───── SOURCE RECORDS ─────
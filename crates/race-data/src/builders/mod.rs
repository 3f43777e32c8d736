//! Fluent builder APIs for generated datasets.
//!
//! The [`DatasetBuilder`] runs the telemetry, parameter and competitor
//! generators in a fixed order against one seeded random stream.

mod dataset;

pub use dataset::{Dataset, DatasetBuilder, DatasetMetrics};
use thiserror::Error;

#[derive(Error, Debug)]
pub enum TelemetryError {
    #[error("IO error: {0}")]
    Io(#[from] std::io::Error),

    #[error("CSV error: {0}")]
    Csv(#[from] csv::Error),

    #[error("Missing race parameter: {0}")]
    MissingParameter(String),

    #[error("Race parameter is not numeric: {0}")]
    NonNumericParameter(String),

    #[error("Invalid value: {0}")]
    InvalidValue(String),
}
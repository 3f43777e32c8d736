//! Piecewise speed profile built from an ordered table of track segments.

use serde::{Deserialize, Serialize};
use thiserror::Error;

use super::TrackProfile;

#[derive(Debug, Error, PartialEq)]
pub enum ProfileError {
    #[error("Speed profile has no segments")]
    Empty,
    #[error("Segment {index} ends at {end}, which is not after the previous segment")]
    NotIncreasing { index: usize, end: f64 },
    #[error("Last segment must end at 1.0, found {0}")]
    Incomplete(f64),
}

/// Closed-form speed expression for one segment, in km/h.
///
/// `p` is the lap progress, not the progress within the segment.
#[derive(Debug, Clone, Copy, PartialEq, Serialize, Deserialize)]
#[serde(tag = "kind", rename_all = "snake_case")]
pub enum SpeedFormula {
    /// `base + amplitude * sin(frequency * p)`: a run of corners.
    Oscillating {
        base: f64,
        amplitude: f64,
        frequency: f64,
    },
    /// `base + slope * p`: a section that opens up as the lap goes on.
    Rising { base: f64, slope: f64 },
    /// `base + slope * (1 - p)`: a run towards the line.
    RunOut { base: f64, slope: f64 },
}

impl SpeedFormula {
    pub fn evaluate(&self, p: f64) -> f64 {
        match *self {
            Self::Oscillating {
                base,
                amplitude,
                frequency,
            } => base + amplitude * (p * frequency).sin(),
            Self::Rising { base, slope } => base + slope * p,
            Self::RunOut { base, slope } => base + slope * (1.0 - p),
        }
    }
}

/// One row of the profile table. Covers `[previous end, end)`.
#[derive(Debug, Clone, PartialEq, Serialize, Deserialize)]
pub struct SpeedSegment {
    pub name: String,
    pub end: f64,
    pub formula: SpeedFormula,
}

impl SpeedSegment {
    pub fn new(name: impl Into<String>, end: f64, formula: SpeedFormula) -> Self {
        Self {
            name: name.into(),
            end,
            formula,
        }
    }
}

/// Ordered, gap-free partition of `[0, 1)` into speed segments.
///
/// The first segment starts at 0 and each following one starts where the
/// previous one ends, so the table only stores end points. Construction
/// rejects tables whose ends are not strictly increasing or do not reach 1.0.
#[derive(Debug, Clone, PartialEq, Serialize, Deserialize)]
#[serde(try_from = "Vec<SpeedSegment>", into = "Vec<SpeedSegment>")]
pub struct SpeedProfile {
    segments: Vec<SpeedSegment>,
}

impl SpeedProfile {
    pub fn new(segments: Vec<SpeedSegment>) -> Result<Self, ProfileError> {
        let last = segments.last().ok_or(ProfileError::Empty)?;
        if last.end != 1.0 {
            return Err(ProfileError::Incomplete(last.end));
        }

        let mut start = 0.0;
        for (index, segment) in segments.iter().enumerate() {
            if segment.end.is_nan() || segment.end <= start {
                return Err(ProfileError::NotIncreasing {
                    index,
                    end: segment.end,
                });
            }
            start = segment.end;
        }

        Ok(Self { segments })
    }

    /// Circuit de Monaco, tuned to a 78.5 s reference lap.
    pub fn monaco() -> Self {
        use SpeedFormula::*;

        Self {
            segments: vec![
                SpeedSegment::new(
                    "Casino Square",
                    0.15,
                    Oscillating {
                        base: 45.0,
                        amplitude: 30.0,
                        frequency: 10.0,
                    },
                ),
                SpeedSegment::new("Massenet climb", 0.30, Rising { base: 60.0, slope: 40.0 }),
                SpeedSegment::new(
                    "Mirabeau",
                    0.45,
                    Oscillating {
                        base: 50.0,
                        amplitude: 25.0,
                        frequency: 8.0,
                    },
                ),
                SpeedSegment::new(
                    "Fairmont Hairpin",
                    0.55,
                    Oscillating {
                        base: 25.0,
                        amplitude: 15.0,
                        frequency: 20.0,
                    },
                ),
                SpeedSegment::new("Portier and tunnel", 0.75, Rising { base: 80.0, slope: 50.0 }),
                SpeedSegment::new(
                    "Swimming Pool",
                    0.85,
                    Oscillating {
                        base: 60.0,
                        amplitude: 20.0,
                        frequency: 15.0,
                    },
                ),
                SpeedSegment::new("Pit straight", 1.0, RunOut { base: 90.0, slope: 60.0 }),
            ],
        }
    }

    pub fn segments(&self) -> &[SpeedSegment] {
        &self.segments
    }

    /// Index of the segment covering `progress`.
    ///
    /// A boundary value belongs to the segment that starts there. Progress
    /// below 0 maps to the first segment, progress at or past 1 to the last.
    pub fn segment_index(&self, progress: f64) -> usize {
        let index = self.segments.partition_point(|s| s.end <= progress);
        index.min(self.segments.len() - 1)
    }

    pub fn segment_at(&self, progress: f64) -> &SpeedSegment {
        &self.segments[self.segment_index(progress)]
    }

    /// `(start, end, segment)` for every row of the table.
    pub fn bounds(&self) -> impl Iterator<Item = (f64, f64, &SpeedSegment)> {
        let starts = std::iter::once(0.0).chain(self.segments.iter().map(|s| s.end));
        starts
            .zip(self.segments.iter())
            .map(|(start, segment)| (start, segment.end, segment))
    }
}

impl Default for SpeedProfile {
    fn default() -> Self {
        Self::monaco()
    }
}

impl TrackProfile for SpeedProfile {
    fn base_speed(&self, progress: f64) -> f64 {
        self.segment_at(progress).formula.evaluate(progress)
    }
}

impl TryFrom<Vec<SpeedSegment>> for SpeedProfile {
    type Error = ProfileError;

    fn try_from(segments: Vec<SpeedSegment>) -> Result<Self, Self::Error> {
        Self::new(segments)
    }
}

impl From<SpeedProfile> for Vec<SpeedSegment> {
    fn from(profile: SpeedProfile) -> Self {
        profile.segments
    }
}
─────
* **PROBLEM STATEMENT**:
A verbatim transcription is required: the first line of the listing, the line containing "use super::TrackProfile;", and every line between them.

* **SOLUTION TO THIS TASK**:
filename crates/race-data/src/builders/mod.rs
repository 3f43777e32c8d736
//! Fluent builder APIs for generated datasets.
//!
//! The [`DatasetBuilder`] runs the telemetry, parameter and competitor
//! generators in a fixed order against one seeded random stream.

mod dataset;

pub use dataset::{Dataset, DatasetBuilder, DatasetMetrics};
use thiserror::Error;

#[derive(Error, Debug)]
pub enum TelemetryError {
    #[error("IO error: {0}")]
    Io(#[from] std::io::Error),

    #[error("CSV error: {0}")]
    Csv(#[from] csv::Error),

    #[error("Missing race parameter: {0}")]
    MissingParameter(String),

    #[error("Race parameter is not numeric: {0}")]
    NonNumericParameter(String),

    #[error("Invalid value: {0}")]
    InvalidValue(String),
}
repository 3f43777e32c8d736
//! Piecewise speed profile built from an ordered table of track segments.

use serde::{Deserialize, Serialize};
use thiserror::Error;

use super::TrackProfile;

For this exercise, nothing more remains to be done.